Try it — In these records, how many lines contain "impl"? Please reply with the number only.

Material supplied —
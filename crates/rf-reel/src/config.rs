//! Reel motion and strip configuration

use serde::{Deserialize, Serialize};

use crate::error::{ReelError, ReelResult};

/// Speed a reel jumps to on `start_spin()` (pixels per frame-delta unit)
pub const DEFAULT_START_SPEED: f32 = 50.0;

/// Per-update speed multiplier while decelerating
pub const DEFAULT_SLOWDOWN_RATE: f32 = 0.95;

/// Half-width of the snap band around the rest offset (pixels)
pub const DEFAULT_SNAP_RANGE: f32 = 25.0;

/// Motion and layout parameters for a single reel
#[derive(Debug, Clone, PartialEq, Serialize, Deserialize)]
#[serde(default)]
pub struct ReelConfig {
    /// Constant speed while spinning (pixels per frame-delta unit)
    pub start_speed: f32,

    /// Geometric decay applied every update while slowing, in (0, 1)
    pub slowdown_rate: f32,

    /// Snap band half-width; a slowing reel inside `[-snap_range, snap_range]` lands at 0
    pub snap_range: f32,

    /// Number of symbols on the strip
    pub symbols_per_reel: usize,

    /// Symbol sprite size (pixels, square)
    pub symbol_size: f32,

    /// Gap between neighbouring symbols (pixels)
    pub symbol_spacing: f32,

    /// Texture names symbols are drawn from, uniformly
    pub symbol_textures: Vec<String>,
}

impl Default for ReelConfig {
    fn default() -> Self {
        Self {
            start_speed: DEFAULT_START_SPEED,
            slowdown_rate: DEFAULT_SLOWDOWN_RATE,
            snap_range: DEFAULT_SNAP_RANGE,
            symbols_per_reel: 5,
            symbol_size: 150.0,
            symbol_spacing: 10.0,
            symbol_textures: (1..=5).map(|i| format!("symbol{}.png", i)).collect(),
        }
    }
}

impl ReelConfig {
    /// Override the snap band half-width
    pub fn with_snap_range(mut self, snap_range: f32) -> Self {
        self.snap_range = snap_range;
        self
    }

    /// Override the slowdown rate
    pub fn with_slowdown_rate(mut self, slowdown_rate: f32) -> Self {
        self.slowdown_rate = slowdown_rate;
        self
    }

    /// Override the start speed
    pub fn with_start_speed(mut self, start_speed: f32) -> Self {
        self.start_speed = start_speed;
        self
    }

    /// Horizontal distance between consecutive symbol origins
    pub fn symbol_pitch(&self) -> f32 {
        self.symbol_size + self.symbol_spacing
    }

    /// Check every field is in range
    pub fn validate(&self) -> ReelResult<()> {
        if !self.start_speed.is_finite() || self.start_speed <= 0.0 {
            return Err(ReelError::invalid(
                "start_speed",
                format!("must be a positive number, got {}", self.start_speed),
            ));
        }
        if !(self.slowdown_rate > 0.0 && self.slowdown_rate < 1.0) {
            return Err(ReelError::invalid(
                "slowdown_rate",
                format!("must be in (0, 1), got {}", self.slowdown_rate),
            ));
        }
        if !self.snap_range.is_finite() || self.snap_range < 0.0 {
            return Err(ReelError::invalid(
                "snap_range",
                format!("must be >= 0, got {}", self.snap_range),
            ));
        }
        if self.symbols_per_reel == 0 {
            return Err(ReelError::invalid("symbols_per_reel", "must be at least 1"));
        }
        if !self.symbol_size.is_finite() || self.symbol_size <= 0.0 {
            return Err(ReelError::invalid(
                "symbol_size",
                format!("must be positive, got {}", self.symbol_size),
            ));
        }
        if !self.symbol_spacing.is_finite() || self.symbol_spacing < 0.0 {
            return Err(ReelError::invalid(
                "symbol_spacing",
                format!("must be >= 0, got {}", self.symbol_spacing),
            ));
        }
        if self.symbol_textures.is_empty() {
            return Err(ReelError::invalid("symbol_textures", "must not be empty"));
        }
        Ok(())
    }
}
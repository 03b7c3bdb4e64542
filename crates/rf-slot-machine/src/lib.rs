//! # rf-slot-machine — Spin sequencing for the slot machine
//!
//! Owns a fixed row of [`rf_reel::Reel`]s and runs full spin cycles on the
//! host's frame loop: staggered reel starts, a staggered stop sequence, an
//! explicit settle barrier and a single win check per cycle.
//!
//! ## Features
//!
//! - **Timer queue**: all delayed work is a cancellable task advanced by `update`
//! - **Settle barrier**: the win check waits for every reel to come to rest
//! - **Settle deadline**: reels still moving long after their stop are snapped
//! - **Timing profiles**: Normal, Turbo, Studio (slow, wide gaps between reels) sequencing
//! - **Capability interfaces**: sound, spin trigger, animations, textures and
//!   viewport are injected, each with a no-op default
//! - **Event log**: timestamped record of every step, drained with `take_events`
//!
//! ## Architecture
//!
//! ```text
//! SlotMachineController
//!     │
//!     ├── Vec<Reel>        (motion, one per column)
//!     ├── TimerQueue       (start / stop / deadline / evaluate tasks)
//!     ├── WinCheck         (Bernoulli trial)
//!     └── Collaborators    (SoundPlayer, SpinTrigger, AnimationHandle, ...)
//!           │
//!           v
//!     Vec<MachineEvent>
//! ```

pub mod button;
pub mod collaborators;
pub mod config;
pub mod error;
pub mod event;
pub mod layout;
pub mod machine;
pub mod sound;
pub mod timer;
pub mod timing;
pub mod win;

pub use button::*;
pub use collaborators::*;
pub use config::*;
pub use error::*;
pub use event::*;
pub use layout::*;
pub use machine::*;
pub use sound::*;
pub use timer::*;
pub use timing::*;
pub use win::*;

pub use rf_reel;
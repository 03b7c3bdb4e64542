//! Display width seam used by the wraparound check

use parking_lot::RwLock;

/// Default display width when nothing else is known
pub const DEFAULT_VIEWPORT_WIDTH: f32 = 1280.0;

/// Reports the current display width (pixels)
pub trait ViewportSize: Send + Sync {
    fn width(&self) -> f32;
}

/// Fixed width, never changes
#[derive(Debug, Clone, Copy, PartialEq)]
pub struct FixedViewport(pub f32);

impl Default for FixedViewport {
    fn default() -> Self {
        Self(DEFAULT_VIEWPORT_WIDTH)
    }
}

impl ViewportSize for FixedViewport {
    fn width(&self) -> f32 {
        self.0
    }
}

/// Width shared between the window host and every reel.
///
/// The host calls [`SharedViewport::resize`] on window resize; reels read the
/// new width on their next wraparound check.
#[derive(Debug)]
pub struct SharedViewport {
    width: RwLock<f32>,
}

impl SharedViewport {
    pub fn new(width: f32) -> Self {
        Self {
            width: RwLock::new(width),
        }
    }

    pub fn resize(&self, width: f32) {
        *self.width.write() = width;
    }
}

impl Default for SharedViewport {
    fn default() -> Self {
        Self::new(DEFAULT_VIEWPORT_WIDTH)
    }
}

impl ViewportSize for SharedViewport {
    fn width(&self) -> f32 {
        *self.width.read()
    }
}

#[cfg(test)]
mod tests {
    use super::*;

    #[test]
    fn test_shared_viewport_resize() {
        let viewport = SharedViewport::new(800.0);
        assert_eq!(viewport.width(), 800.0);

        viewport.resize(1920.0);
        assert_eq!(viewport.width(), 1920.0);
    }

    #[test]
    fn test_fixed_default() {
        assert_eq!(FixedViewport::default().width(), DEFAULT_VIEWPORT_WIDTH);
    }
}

Output for this task — 7